After calling the Family Social Services and Family Administration, Fulton learned the policy, which listed two relatives as beneficiaries, was the culprit. After the agency acknowledged Fulton had not been sent earlier notice of the spend-down, Fulton says, FSSA agreed to postpone the change to allow an appeal.

When the 82-year-old contacted a Tribune reporter a few weeks ago, a Sept. 7 hearing was set. That was postponed to allow Fulton to explore other options with the policy.

A Tribune reporter made several phone calls on Fulton's behalf -- including to representatives from Legal Services, AARP and The Arc of Indiana -- and was told the decision didn't make sense: Yes, the larger cash value from the policy was higher than what is allowed, but those circumstances usually result in fewer benefits, period -- not a spend-down.

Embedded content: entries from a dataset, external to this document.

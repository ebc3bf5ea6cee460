use anyhow::{Context, Result};
use serde::{Deserialize, Serialize};
use std::fs;
use std::path::PathBuf;
use thiserror::Error;

use crate::completion::{DEFAULT_ENDPOINT, DEFAULT_MAX_TOKENS, DEFAULT_MODEL};
use crate::paths;

/// Environment variable holding the API key unless configured otherwise.
pub const DEFAULT_API_KEY_ENV: &str = "OPENAI_API_KEY";

/// Settings in the `[assistant]` section of config.toml.
#[derive(Debug, Clone, Default, Serialize, Deserialize)]
pub struct AssistantConfig {
    /// Model identifier sent with each request.
    pub model: Option<String>,
    /// The OpenAI-compatible API endpoint URL.
    pub endpoint: Option<String>,
    /// Environment variable name containing the API key.
    pub api_key_env: Option<String>,
    /// API key stored directly in config (not recommended).
    pub api_key: Option<String>,
    /// Upper bound on answer length.
    pub max_tokens: Option<u32>,
    /// Directory exported notes are written to.
    pub notes_dir: Option<PathBuf>,
}

impl AssistantConfig {
    pub fn api_key_env(&self) -> &str {
        self.api_key_env.as_deref().unwrap_or(DEFAULT_API_KEY_ENV)
    }

    /// Gets the API key, preferring the environment over the config file.
    pub fn get_api_key(&self) -> Option<String> {
        if let Ok(key) = std::env::var(self.api_key_env())
            && !key.trim().is_empty()
        {
            return Some(key);
        }
        self.api_key.clone().filter(|key| !key.trim().is_empty())
    }
}

/// The complete configuration file structure.
///
/// Corresponds to `~/.config/nurse-assist/config.toml`.
#[derive(Debug, Clone, Default, Serialize, Deserialize)]
pub struct ConfigFile {
    #[serde(default)]
    pub assistant: AssistantConfig,
}

/// CLI overrides that take precedence over config file values.
#[derive(Debug, Clone, Default)]
pub struct ResolveOptions {
    pub model: Option<String>,
    pub endpoint: Option<String>,
    pub notes_dir: Option<PathBuf>,
}

/// Configuration after merging CLI options, config file and defaults.
#[derive(Debug, Clone)]
pub struct ResolvedConfig {
    pub endpoint: String,
    pub model: String,
    pub api_key: String,
    pub max_tokens: Option<u32>,
    pub notes_dir: PathBuf,
}

/// Fatal configuration problems.
#[derive(Debug, Error)]
pub enum ConfigError {
    #[error(
        "Missing API key\n\n\
         Set the {env_var} environment variable (or add it to a .env file):\n  \
         export {env_var}=\"your-api-key\"\n\n\
         Or set api_key in ~/.config/nurse-assist/config.toml"
    )]
    MissingApiKey { env_var: String },

    #[error("Could not locate the configuration directory: {0}")]
    ConfigDir(String),
}

/// Resolves configuration; CLI options win over the config file, which wins
/// over built-in defaults.
pub fn resolve_config(
    options: &ResolveOptions,
    config_file: &ConfigFile,
) -> Result<ResolvedConfig, ConfigError> {
    let file = &config_file.assistant;

    let api_key = file
        .get_api_key()
        .ok_or_else(|| ConfigError::MissingApiKey {
            env_var: file.api_key_env().to_string(),
        })?;

    let endpoint = options
        .endpoint
        .clone()
        .or_else(|| file.endpoint.clone())
        .unwrap_or_else(|| DEFAULT_ENDPOINT.to_string());

    let model = options
        .model
        .clone()
        .or_else(|| file.model.clone())
        .unwrap_or_else(|| DEFAULT_MODEL.to_string());

    // Zero in the file means "no limit".
    let max_tokens = match file.max_tokens {
        Some(0) => None,
        Some(n) => Some(n),
        None => Some(DEFAULT_MAX_TOKENS),
    };

    let notes_dir = options
        .notes_dir
        .clone()
        .or_else(|| file.notes_dir.clone())
        .unwrap_or_else(|| PathBuf::from("."));

    Ok(ResolvedConfig {
        endpoint,
        model,
        api_key,
        max_tokens,
        notes_dir,
    })
}

/// Loads the configuration file.
pub struct ConfigManager {
    config_path: PathBuf,
}

impl ConfigManager {
    /// Configuration is read from `$XDG_CONFIG_HOME/nurse-assist/config.toml`
    /// or `~/.config/nurse-assist/config.toml`.
    pub fn new() -> Result<Self, ConfigError> {
        let dir = paths::config_dir().map_err(|err| ConfigError::ConfigDir(format!("{err:#}")))?;
        Ok(Self {
            config_path: dir.join("config.toml"),
        })
    }

    pub const fn config_path(&self) -> &PathBuf {
        &self.config_path
    }

    pub fn load(&self) -> Result<ConfigFile> {
        let contents = fs::read_to_string(&self.config_path).with_context(|| {
            format!("Failed to read config file: {}", self.config_path.display())
        })?;

        let config_file: ConfigFile = toml::from_str(&contents).with_context(|| {
            format!(
                "Failed to parse config file: {}",
                self.config_path.display()
            )
        })?;

        Ok(config_file)
    }

    /// Loads the file, falling back to defaults when it is absent or broken.
    pub fn load_or_default(&self) -> ConfigFile {
        if !self.config_path.exists() {
            tracing::debug!(path = %self.config_path.display(), "no config file, using defaults");
            return ConfigFile::default();
        }

        self.load().unwrap_or_else(|err| {
            tracing::warn!("{err:#}; using default configuration");
            ConfigFile::default()
        })
    }
}
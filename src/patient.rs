//! Patient profile collected at the start of a session.

use std::fmt;

use thiserror::Error;

/// Youngest accepted age in years.
pub const MIN_AGE: i64 = 0;
/// Oldest accepted age in years.
pub const MAX_AGE: i64 = 120;

/// Profile validation errors.
#[derive(Debug, Clone, PartialEq, Eq, Error)]
pub enum ProfileError {
    #[error("Age must be a whole number between 0 and 120 (got {0})")]
    AgeOutOfRange(i64),
    #[error("Age must be a whole number between 0 and 120 (got '{0}')")]
    AgeNotANumber(String),
}

/// Patient age in whole years, always within `MIN_AGE..=MAX_AGE`.
#[derive(Debug, Clone, Copy, PartialEq, Eq, PartialOrd, Ord)]
pub struct Age(u8);

impl Age {
    pub fn new(years: i64) -> Result<Self, ProfileError> {
        if (MIN_AGE..=MAX_AGE).contains(&years) {
            Ok(Self(years as u8))
        } else {
            Err(ProfileError::AgeOutOfRange(years))
        }
    }

    /// Parses user input such as `" 42 "`.
    pub fn parse(input: &str) -> Result<Self, ProfileError> {
        let trimmed = input.trim();
        let years = trimmed
            .parse::<i64>()
            .map_err(|_| ProfileError::AgeNotANumber(trimmed.to_string()))?;
        Self::new(years)
    }

    pub const fn years(self) -> u8 {
        self.0
    }
}

impl fmt::Display for Age {
    fn fmt(&self, f: &mut fmt::Formatter<'_>) -> fmt::Result {
        write!(f, "{}", self.0)
    }
}

/// General information about the patient under care.
#[derive(Debug, Clone, PartialEq, Eq)]
pub struct PatientProfile {
    pub name: String,
    pub age: Age,
    pub gender: Option<String>,
    pub allergies: Option<String>,
    pub other: Option<String>,
}

impl PatientProfile {
    /// Creates a profile with only the required fields.
    pub fn new(name: impl Into<String>, age: Age) -> Self {
        Self {
            name: name.into(),
            age,
            gender: None,
            allergies: None,
            other: None,
        }
    }

    #[must_use]
    pub fn with_gender(mut self, gender: &str) -> Self {
        self.gender = non_blank(gender);
        self
    }

    #[must_use]
    pub fn with_allergies(mut self, allergies: &str) -> Self {
        self.allergies = non_blank(allergies);
        self
    }

    #[must_use]
    pub fn with_other(mut self, other: &str) -> Self {
        self.other = non_blank(other);
        self
    }

    /// Label/value pairs for display, skipping empty optional fields.
    pub fn summary(&self) -> Vec<(&'static str, String)> {
        let mut rows = vec![("name", self.name.clone()), ("age", self.age.to_string())];
        if let Some(gender) = &self.gender {
            rows.push(("gender", gender.clone()));
        }
        if let Some(allergies) = &self.allergies {
            rows.push(("allergies", allergies.clone()));
        }
        if let Some(other) = &self.other {
            rows.push(("other", other.clone()));
        }
        rows
    }
}

fn non_blank(value: &str) -> Option<String> {
    let value = value.trim();
    (!value.is_empty()).then(|| value.to_string())
}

An FSSA spokesman in Indianapolis did not return several requests over two weeks for information about spend-downs generally or Fulton's case specifically.

But toward the end of last week, Fulton received a letter from FSSA telling her she will not have a spend-down after all -- but that she's eligible for fewer benefits.

"A review of your case recently took place because you reported a change in your circumstances or because of an internal administrative action," the letter reads.

Fulton has already filed an appeal of that decision, too. But it isn't the first time she decided to stand up for herself and others.

'I can't take any more'

Shirley Fulton lived with her husband, James, and their four sons in Buffalo. By 1969, the city where she was born and raised was burdened by riots and a high crime rate.